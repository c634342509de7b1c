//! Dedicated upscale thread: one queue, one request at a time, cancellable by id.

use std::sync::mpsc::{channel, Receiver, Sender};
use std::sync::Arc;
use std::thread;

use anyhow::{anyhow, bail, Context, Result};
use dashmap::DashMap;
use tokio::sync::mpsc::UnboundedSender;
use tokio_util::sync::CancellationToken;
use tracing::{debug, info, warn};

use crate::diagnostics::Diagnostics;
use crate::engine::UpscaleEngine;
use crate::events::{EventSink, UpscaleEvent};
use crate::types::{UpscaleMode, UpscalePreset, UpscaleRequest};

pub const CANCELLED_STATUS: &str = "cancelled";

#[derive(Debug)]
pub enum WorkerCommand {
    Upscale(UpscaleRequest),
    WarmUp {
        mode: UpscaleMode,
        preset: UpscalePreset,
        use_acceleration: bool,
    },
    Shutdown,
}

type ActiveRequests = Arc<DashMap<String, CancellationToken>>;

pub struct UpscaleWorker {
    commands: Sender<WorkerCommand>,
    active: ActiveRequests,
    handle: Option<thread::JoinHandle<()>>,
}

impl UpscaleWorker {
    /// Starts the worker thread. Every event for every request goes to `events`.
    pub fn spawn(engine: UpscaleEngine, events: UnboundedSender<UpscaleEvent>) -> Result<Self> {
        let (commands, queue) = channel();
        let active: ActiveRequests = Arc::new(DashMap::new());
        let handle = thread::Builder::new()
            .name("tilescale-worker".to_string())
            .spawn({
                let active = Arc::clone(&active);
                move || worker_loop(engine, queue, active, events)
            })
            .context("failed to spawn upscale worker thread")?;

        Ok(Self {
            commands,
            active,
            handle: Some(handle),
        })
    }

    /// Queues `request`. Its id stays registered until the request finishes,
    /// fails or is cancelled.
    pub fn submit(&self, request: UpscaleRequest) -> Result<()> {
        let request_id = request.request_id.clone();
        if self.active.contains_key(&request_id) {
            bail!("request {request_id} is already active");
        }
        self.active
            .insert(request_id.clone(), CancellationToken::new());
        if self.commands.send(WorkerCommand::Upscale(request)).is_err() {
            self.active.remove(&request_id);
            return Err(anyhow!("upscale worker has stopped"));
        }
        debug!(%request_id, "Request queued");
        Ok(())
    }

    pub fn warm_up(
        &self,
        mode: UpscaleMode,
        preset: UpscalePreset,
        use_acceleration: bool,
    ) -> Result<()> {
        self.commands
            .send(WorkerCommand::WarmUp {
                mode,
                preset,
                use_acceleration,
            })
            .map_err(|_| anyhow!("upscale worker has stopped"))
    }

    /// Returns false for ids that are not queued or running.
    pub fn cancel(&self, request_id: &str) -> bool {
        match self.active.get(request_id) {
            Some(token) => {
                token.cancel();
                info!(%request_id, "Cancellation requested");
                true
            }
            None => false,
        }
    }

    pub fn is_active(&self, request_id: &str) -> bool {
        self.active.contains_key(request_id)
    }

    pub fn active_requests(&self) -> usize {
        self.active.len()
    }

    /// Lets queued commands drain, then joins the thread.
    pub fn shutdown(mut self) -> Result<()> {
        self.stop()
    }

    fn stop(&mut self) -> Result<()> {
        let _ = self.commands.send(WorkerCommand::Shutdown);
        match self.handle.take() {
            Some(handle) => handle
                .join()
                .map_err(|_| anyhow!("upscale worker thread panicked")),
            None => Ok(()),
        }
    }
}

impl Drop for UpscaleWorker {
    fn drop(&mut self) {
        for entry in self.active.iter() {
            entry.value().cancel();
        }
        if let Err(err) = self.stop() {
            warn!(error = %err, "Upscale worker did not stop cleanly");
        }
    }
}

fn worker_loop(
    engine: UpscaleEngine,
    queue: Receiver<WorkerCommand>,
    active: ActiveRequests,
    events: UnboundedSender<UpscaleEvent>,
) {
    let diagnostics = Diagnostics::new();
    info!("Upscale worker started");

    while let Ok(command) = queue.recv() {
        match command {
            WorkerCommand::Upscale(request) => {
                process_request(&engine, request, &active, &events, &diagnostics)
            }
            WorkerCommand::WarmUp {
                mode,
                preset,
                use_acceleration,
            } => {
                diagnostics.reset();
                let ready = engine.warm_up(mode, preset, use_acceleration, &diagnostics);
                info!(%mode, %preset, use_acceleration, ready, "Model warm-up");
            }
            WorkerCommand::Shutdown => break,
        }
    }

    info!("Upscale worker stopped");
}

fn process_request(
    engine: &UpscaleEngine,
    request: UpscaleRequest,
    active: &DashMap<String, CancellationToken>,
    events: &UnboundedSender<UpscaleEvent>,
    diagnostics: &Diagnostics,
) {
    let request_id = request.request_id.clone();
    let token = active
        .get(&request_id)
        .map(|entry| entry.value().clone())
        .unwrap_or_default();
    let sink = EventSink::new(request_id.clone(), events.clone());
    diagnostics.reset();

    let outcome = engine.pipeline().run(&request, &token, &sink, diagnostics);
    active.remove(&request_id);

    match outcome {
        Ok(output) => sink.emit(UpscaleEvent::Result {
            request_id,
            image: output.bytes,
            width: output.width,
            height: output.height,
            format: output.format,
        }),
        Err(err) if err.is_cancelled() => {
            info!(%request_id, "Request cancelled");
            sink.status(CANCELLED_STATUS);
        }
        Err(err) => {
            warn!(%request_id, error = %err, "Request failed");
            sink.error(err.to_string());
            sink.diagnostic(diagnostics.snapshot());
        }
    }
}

◆ ◆ ◆ ◆ ◆

▶ Assignment: Please go through the listing and return each line that has "engine" in it.

▶ Exercise answer:
use crate::engine::UpscaleEngine;
    pub fn spawn(engine: UpscaleEngine, events: UnboundedSender<UpscaleEvent>) -> Result<Self> {
                move || worker_loop(engine, queue, active, events)
    engine: UpscaleEngine,
                process_request(&engine, request, &active, &events, &diagnostics)
                let ready = engine.warm_up(mode, preset, use_acceleration, &diagnostics);
    engine: &UpscaleEngine,
    let outcome = engine.pipeline().run(&request, &token, &sink, diagnostics);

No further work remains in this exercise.